Dataset entries

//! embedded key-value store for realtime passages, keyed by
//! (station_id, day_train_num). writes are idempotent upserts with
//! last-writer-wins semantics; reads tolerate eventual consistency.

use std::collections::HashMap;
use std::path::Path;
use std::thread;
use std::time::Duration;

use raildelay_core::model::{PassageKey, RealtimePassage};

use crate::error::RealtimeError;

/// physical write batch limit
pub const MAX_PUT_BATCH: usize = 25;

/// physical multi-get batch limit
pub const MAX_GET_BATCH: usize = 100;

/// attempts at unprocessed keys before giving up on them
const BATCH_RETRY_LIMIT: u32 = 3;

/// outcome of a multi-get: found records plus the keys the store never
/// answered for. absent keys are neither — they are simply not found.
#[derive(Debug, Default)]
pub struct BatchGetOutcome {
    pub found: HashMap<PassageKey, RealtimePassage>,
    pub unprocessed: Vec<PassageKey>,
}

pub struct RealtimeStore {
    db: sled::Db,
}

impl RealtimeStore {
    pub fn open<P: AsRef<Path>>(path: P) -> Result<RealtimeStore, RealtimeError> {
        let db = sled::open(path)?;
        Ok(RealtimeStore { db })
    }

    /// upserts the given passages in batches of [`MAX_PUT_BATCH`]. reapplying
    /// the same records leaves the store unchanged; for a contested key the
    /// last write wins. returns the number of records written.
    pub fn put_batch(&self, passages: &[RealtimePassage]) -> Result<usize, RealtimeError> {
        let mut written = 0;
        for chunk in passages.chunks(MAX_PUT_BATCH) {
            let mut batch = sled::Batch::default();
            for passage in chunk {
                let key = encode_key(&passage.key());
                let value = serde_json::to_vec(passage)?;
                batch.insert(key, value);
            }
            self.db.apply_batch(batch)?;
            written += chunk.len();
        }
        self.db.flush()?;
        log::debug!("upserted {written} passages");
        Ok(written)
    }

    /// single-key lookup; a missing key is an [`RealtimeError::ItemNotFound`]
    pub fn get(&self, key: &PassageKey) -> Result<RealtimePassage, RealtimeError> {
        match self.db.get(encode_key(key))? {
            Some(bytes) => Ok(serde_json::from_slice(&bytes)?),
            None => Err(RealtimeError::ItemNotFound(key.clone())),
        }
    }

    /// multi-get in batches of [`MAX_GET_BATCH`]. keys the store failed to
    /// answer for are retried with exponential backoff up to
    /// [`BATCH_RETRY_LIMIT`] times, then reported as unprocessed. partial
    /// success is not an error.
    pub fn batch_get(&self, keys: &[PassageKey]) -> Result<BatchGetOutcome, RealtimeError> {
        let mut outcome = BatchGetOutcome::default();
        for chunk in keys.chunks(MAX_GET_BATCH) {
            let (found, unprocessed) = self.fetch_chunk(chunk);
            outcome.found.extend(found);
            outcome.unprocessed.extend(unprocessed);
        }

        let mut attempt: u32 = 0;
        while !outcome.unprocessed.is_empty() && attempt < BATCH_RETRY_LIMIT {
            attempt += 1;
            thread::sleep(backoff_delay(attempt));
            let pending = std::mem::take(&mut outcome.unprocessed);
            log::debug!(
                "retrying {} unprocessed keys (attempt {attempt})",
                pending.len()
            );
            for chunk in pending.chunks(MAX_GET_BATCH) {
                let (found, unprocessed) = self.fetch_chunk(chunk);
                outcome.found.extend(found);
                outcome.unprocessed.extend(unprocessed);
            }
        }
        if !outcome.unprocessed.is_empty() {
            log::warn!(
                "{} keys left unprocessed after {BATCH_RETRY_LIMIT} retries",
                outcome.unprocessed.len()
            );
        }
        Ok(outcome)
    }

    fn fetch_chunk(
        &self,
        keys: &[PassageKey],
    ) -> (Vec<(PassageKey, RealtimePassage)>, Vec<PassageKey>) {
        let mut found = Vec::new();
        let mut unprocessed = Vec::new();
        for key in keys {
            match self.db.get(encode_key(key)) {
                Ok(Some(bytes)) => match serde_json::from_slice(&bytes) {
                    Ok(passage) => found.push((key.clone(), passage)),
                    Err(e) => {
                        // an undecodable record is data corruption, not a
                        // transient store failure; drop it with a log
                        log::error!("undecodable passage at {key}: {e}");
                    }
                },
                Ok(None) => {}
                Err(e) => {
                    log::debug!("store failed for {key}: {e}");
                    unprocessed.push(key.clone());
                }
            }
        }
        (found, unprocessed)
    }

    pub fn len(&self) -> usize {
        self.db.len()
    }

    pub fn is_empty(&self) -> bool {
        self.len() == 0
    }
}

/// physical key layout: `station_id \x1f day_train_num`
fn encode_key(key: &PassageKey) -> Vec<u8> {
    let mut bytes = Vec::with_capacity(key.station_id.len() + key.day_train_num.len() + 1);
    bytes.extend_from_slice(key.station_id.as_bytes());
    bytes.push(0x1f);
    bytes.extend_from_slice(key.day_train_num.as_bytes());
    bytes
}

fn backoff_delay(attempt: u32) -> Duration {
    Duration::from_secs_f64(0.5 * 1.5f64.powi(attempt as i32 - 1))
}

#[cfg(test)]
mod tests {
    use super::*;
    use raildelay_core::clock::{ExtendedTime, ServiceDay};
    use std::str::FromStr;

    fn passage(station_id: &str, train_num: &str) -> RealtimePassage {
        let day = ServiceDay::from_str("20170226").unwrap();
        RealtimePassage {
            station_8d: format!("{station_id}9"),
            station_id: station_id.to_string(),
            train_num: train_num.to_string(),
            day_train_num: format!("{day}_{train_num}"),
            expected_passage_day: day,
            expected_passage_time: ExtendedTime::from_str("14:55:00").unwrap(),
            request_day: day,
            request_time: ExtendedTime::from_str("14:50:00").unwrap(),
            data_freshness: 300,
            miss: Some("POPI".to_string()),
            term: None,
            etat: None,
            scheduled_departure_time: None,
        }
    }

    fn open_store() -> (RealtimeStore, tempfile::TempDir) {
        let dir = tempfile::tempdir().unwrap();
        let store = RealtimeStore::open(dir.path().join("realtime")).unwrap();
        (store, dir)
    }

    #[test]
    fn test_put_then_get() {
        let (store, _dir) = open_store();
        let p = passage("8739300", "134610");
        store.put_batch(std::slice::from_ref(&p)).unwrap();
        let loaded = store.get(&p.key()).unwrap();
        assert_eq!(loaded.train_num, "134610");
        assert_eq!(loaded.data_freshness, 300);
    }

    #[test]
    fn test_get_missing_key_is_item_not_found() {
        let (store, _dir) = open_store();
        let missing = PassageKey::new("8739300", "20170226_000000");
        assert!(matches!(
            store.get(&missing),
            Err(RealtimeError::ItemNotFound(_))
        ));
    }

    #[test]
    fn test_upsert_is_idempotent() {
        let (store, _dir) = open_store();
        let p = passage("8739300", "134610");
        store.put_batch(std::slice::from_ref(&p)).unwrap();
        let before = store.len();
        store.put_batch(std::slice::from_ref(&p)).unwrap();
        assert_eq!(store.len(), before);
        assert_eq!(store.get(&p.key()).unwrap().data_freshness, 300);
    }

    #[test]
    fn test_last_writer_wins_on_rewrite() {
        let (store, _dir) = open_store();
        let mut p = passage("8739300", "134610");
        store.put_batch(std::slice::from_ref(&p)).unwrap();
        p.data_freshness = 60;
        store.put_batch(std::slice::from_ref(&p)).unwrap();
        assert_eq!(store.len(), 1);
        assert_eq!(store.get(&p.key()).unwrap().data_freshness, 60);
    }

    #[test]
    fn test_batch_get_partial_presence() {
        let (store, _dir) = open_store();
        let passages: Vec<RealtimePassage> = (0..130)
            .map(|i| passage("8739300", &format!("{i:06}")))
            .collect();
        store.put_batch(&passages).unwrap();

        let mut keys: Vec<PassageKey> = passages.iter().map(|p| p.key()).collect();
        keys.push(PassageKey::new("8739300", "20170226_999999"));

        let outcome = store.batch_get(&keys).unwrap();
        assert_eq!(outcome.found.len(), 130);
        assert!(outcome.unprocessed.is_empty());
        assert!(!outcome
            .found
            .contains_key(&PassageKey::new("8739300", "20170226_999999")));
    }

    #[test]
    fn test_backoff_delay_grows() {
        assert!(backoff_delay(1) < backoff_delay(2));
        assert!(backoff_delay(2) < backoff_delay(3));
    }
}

WORK ORDER:
Only one stretch of the entries above is wanted: the lines from the one containing "store failed to" through the one containing "corruption, not a". Please reproduce it exactly.

TASK RESULT:
    /// multi-get in batches of [`MAX_GET_BATCH`]. keys the store failed to
    /// answer for are retried with exponential backoff up to
    /// [`BATCH_RETRY_LIMIT`] times, then reported as unprocessed. partial
    /// success is not an error.
    pub fn batch_get(&self, keys: &[PassageKey]) -> Result<BatchGetOutcome, RealtimeError> {
        let mut outcome = BatchGetOutcome::default();
        for chunk in keys.chunks(MAX_GET_BATCH) {
            let (found, unprocessed) = self.fetch_chunk(chunk);
            outcome.found.extend(found);
            outcome.unprocessed.extend(unprocessed);
        }

        let mut attempt: u32 = 0;
        while !outcome.unprocessed.is_empty() && attempt < BATCH_RETRY_LIMIT {
            attempt += 1;
            thread::sleep(backoff_delay(attempt));
            let pending = std::mem::take(&mut outcome.unprocessed);
            log::debug!(
                "retrying {} unprocessed keys (attempt {attempt})",
                pending.len()
            );
            for chunk in pending.chunks(MAX_GET_BATCH) {
                let (found, unprocessed) = self.fetch_chunk(chunk);
                outcome.found.extend(found);
                outcome.unprocessed.extend(unprocessed);
            }
        }
        if !outcome.unprocessed.is_empty() {
            log::warn!(
                "{} keys left unprocessed after {BATCH_RETRY_LIMIT} retries",
                outcome.unprocessed.len()
            );
        }
        Ok(outcome)
    }

    fn fetch_chunk(
        &self,
        keys: &[PassageKey],
    ) -> (Vec<(PassageKey, RealtimePassage)>, Vec<PassageKey>) {
        let mut found = Vec::new();
        let mut unprocessed = Vec::new();
        for key in keys {
            match self.db.get(encode_key(key)) {
                Ok(Some(bytes)) => match serde_json::from_slice(&bytes) {
                    Ok(passage) => found.push((key.clone(), passage)),
                    Err(e) => {
                        // an undecodable record is data corruption, not a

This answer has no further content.